Over our five days vacation to the sunny Florida coast, two couples consumed eight pounds of deep blue sea deliciousness including crab, shark, salmon, shrimp, and scallops that we largely cooked ourselves.  In fact, aside from one decadent night out, that included hush puppies, crab legs and blackened scallops, we cooked all of our vacation dinners at home.

As a vegetarian traveler, I often get tired of eating out every meal and the options are usually quite limited.  Cooking in allows for many options on any sized budget, especially when traveling and visiting.  Besides budget, food quality and creativity, it is fun to learn new techniques from other cooks.

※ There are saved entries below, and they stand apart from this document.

//! Executes `HttpRequest` values against the network.
//!
//! # Design
//! `Transport` is the single I/O seam of the crate. `UreqTransport` drives a
//! blocking ureq agent on tokio's blocking pool, so it needs a running tokio
//! runtime. Non-2xx statuses come back as data; only failures to obtain a
//! response at all become `ApiError::Transport`. Under
//! `RedirectPolicy::Error` a 3xx answer is such a failure.

use std::fmt;
use std::future::Future;

use crate::config::RedirectPolicy;
use crate::error::ApiError;
use crate::http::{HttpMethod, HttpRequest, HttpResponse};

/// Performs one HTTP round-trip.
pub trait Transport: Send + Sync {
    fn execute(
        &self,
        request: HttpRequest,
    ) -> impl Future<Output = Result<HttpResponse, ApiError>> + Send;
}

/// Transport backed by a shared `ureq::Agent`.
#[derive(Clone)]
pub struct UreqTransport {
    agent: ureq::Agent,
    redirect: RedirectPolicy,
}

impl fmt::Debug for UreqTransport {
    fn fmt(&self, f: &mut fmt::Formatter<'_>) -> fmt::Result {
        f.debug_struct("UreqTransport")
            .field("redirect", &self.redirect)
            .finish_non_exhaustive()
    }
}

impl UreqTransport {
    pub fn new(redirect: RedirectPolicy) -> Self {
        let agent = ureq::Agent::config_builder()
            .http_status_as_error(false)
            .max_redirects(redirect.max_redirects())
            .build()
            .new_agent();
        Self { agent, redirect }
    }
}

impl Default for UreqTransport {
    fn default() -> Self {
        Self::new(RedirectPolicy::default())
    }
}

impl Transport for UreqTransport {
    fn execute(
        &self,
        request: HttpRequest,
    ) -> impl Future<Output = Result<HttpResponse, ApiError>> + Send {
        let agent = self.agent.clone();
        let redirect = self.redirect;
        async move {
            tokio::task::spawn_blocking(move || execute_blocking(&agent, redirect, request))
                .await
                .map_err(|e| ApiError::Transport(e.to_string()))?
        }
    }
}

fn execute_blocking(
    agent: &ureq::Agent,
    redirect: RedirectPolicy,
    request: HttpRequest,
) -> Result<HttpResponse, ApiError> {
    let HttpRequest {
        method,
        url,
        headers,
        body,
    } = request;
    let body = body.unwrap_or_default();

    let result = match method {
        HttpMethod::Get => with_headers(agent.get(&url), &headers).call(),
        HttpMethod::Head => with_headers(agent.head(&url), &headers).call(),
        HttpMethod::Delete => with_headers(agent.delete(&url), &headers).call(),
        HttpMethod::Post => with_headers(agent.post(&url), &headers).send(body.as_bytes()),
        HttpMethod::Put => with_headers(agent.put(&url), &headers).send(body.as_bytes()),
        HttpMethod::Patch => with_headers(agent.patch(&url), &headers).send(body.as_bytes()),
    };
    let mut response = result.map_err(|e| ApiError::Transport(e.to_string()))?;

    // With no redirects followed, ureq hands the 3xx back as data.
    if redirect == RedirectPolicy::Error && response.status().is_redirection() {
        return Err(redirect_rejected(response.status().as_u16()));
    }

    let status = response.status().as_u16();
    let headers = response
        .headers()
        .iter()
        .map(|(name, value)| {
            (
                name.as_str().to_string(),
                value.to_str().unwrap_or_default().to_string(),
            )
        })
        .collect();
    let body = response
        .body_mut()
        .read_to_string()
        .map_err(|e| ApiError::Transport(e.to_string()))?;

    Ok(HttpResponse {
        status,
        headers,
        body,
    })
}

fn redirect_rejected(status: u16) -> ApiError {
    ApiError::Transport(format!("redirect ({status}) refused by redirect policy"))
}

fn with_headers<B>(
    builder: ureq::RequestBuilder<B>,
    headers: &[(String, String)],
) -> ureq::RequestBuilder<B> {
    headers
        .iter()
        .fold(builder, |builder, (name, value)| {
            builder.header(name.as_str(), value.as_str())
        })
}

#[cfg(test)]
mod tests {
    use super::*;

    #[test]
    fn rejected_redirect_is_a_transport_error() {
        assert_eq!(
            redirect_rejected(303),
            ApiError::Transport("redirect (303) refused by redirect policy".to_string())
        );
    }

    #[test]
    fn transport_remembers_its_redirect_policy() {
        assert_eq!(UreqTransport::default().redirect, RedirectPolicy::Follow);
        assert_eq!(
            UreqTransport::new(RedirectPolicy::Error).redirect,
            RedirectPolicy::Error
        );
    }
}
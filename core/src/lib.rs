//! Templated REST client core.
//!
//! # Overview
//! Turns a method, a path template such as `/api/users/{id}`, path bindings,
//! data and headers into an absolute URL and an `HttpRequest`, performs it
//! through a `Transport`, and routes the parsed JSON response to one of three
//! caller-supplied handlers: success, failure or error. A handler may return a
//! typed `Event`, which is forwarded to an optional `StateSink`.
//!
//! # Design
//! - `RestClient` holds an immutable `ClientConfig`; create one per target
//!   server and reuse it.
//! - `Endpoint` describes a call shape once. `Endpoint::bind` yields a
//!   `CallRequest` and `RestClient::call` performs it with `Handlers`.
//! - Request building is pure (`build_request`); only the `Transport` does I/O.
//! - Header precedence: call-level over endpoint-level over client defaults.
//! - There is no retry, caching or timeout. A call completes exactly once
//!   through exactly one handler.

pub mod client;
pub mod config;
pub mod dispatch;
pub mod endpoint;
pub mod error;
pub mod http;
pub mod transport;
pub mod types;
pub mod url;

pub use client::{CallRequest, RestClient};
pub use config::{CacheMode, ClientConfig, FetchOptions, RedirectPolicy};
pub use dispatch::{Dispatch, Event, Handlers, Outcome, StateSink};
pub use endpoint::Endpoint;
pub use error::{ApiError, ConfigError};
pub use http::{HttpMethod, HttpRequest, HttpResponse};
pub use transport::{Transport, UreqTransport};
pub use types::{headers, merge_headers, set_header, Headers, Params};
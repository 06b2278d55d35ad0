use std::{collections::HashMap, sync::Arc};

use axum::{
    extract::{Path, Query, State},
    http::{HeaderMap, Method, StatusCode, Uri},
    response::{IntoResponse, Redirect, Response},
    routing::{any, get},
    Json, Router,
};
use serde::{Deserialize, Serialize};
use serde_json::{json, Value};
use thiserror::Error;
use tokio::{net::TcpListener, sync::RwLock};
use tracing::info;
use uuid::Uuid;

#[derive(Clone, Debug, Serialize, Deserialize, PartialEq)]
pub struct User {
    pub id: Uuid,
    pub name: String,
    #[serde(default)]
    pub email: Option<String>,
}

#[derive(Deserialize)]
pub struct CreateUser {
    pub name: String,
    #[serde(default)]
    pub email: Option<String>,
}

#[derive(Deserialize)]
pub struct UpdateUser {
    pub name: Option<String>,
    pub email: Option<String>,
}

/// Everything the server saw about a request, sent back as JSON.
#[derive(Clone, Debug, Serialize, Deserialize, PartialEq)]
pub struct Echo {
    pub method: String,
    pub path: String,
    pub query: Option<String>,
    /// Header lines in arrival order; repeated names stay separate.
    pub headers: Vec<(String, String)>,
    pub body: Option<Value>,
}

impl Echo {
    /// First value received for `name`, compared case-insensitively.
    pub fn header(&self, name: &str) -> Option<&str> {
        self.header_values(name).into_iter().next()
    }

    /// Every value received for `name`, in arrival order.
    pub fn header_values(&self, name: &str) -> Vec<&str> {
        self.headers
            .iter()
            .filter(|(key, _)| key.eq_ignore_ascii_case(name))
            .map(|(_, value)| value.as_str())
            .collect()
    }
}

#[derive(Error, Debug)]
pub enum MockError {
    #[error("user not found")]
    UserNotFound,

    #[error("unsupported status code {0}")]
    BadStatus(u16),
}

impl IntoResponse for MockError {
    fn into_response(self) -> Response {
        let status = match self {
            MockError::UserNotFound => StatusCode::NOT_FOUND,
            MockError::BadStatus(_) => StatusCode::BAD_REQUEST,
        };
        (status, Json(json!({ "error": self.to_string() }))).into_response()
    }
}

pub type Db = Arc<RwLock<HashMap<Uuid, User>>>;

pub fn app() -> Router {
    let db: Db = Arc::new(RwLock::new(HashMap::new()));
    Router::new()
        .route("/echo", any(echo))
        .route("/echo/{*rest}", any(echo))
        .route("/users", get(list_users).post(create_user))
        .route(
            "/users/{id}",
            get(get_user)
                .put(update_user)
                .patch(update_user)
                .delete(delete_user),
        )
        .route("/status/{code}", any(status))
        .route("/plain", any(plain))
        .route("/redirect", any(redirect))
        .with_state(db)
}

pub async fn run(listener: TcpListener) -> Result<(), std::io::Error> {
    if let Ok(addr) = listener.local_addr() {
        info!("mock server listening on {addr}");
    }
    axum::serve(listener, app()).await
}

async fn echo(method: Method, uri: Uri, headers: HeaderMap, body: String) -> Json<Echo> {
    let headers = headers
        .iter()
        .map(|(name, value)| {
            (
                name.as_str().to_string(),
                value.to_str().unwrap_or_default().to_string(),
            )
        })
        .collect();
    let body = if body.is_empty() {
        None
    } else {
        Some(serde_json::from_str(&body).unwrap_or(Value::String(body)))
    };
    Json(Echo {
        method: method.to_string(),
        path: uri.path().to_string(),
        query: uri.query().map(str::to_string),
        headers,
        body,
    })
}

#[derive(Deserialize)]
struct ListFilter {
    name: Option<String>,
}

async fn list_users(State(db): State<Db>, Query(filter): Query<ListFilter>) -> Json<Vec<User>> {
    let users = db.read().await;
    let mut matching: Vec<User> = users
        .values()
        .filter(|user| filter.name.as_deref().map_or(true, |name| user.name == name))
        .cloned()
        .collect();
    matching.sort_by(|a, b| a.name.cmp(&b.name));
    Json(matching)
}

async fn create_user(State(db): State<Db>, Json(input): Json<CreateUser>) -> (StatusCode, Json<User>) {
    let user = User {
        id: Uuid::new_v4(),
        name: input.name,
        email: input.email,
    };
    info!(id = %user.id, "created user");
    db.write().await.insert(user.id, user.clone());
    (StatusCode::CREATED, Json(user))
}

async fn get_user(State(db): State<Db>, Path(id): Path<Uuid>) -> Result<Json<User>, MockError> {
    let users = db.read().await;
    users.get(&id).cloned().map(Json).ok_or(MockError::UserNotFound)
}

async fn update_user(
    State(db): State<Db>,
    Path(id): Path<Uuid>,
    Json(input): Json<UpdateUser>,
) -> Result<Json<User>, MockError> {
    let mut users = db.write().await;
    let user = users.get_mut(&id).ok_or(MockError::UserNotFound)?;
    if let Some(name) = input.name {
        user.name = name;
    }
    if let Some(email) = input.email {
        user.email = Some(email);
    }
    Ok(Json(user.clone()))
}

async fn delete_user(State(db): State<Db>, Path(id): Path<Uuid>) -> Result<Json<User>, MockError> {
    let mut users = db.write().await;
    let user = users.remove(&id).ok_or(MockError::UserNotFound)?;
    info!(%id, "deleted user");
    Ok(Json(user))
}

async fn status(Path(code): Path<u16>) -> Result<(StatusCode, Json<Value>), MockError> {
    let status = StatusCode::from_u16(code).map_err(|_| MockError::BadStatus(code))?;
    Ok((status, Json(json!({ "status": code }))))
}

async fn plain() -> &'static str {
    "not json"
}

async fn redirect() -> Redirect {
    Redirect::temporary("/echo")
}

Our hosts, my boyfriend’s sister and her boyfriend, worked great as a team in the kitchen, wonderfully orchestrating pasta dishes laden with seafood surprises and mouth-watering feasts.  Including wine, we successfully fed the four of us for under $10 a piece on most nights; a huge success in a more tourist-oriented town.  As a vegetarian, the trip was a protein-filled feast of a beach vacation and I enjoyed every delicious second of it.  The lack of decent seafood in local restaurants was shocking.  We joked about finding that hidden gem that foodies dream of, but the reality was that the best meals were the ones dreamt up in the kitchen.

Other than food and suntans, we enjoyed a few fun side trips including a fantastic visit to the Marine Science Center where we got to pet stingrays and hold a sea cucumber.  Several of the stingrays were really friendly and would come right up to your outstretched fingers (etiquette says that a two-finger stroke is best for dealing with touch pool swimming rays).

At first, it was a bit nerve-wracking to stick an arm in a pool filled with stingrays and other aquatic life (we like to pretend that they do not share the ocean we enjoy, but I digress), however after a while I got used to the unique, slimy texture of the rays.  Although I could have easily spent another 20 minutes petting the amiable sting rays, there was so much left to explore.

The science center also featured a seabird and turtle rehabilitation center where animals are brought back to health before being released into their natural habitats.  The majority of the staff at the center is volunteer based — I mean, who wouldn’t want to spend an afternoon with a sick sea turtle?  A gentleman and his voiceless owl friend gave a short speech, and one of the volunteers helping in the turtle rehab center took some close-up, behind the scenes pictures of turtle healing in action with my camera.  There were also two bald eagles and pelicans enough to make you smile.  It was a friendly afternoon visit with plenty of wildlife interaction, although I am still skeptical about the validity of that sea cucumber…

The flea market, which, remarkably, has its very own webpage, did turn up some hidden gems including a delicious thai restaurant, cleverly called Thai Cuisine.  I had my only coco-rico soda of the trip, and watched as my boyfriend devoured mounds of noodles and curry.  Everything you never wanted was at this flea market including wigs, as-seen-on-tv kitchen gadgets, and quarter sized turtles.  The people watching and Thai food surprise was well worth the visit.

Back in the daily grind of chilly Chicago, I cannot help but daydream on mounds of coconut shrimp and long runs on the beach.  Send me a postcard if you go for a visit and say hi to the sting rays for me.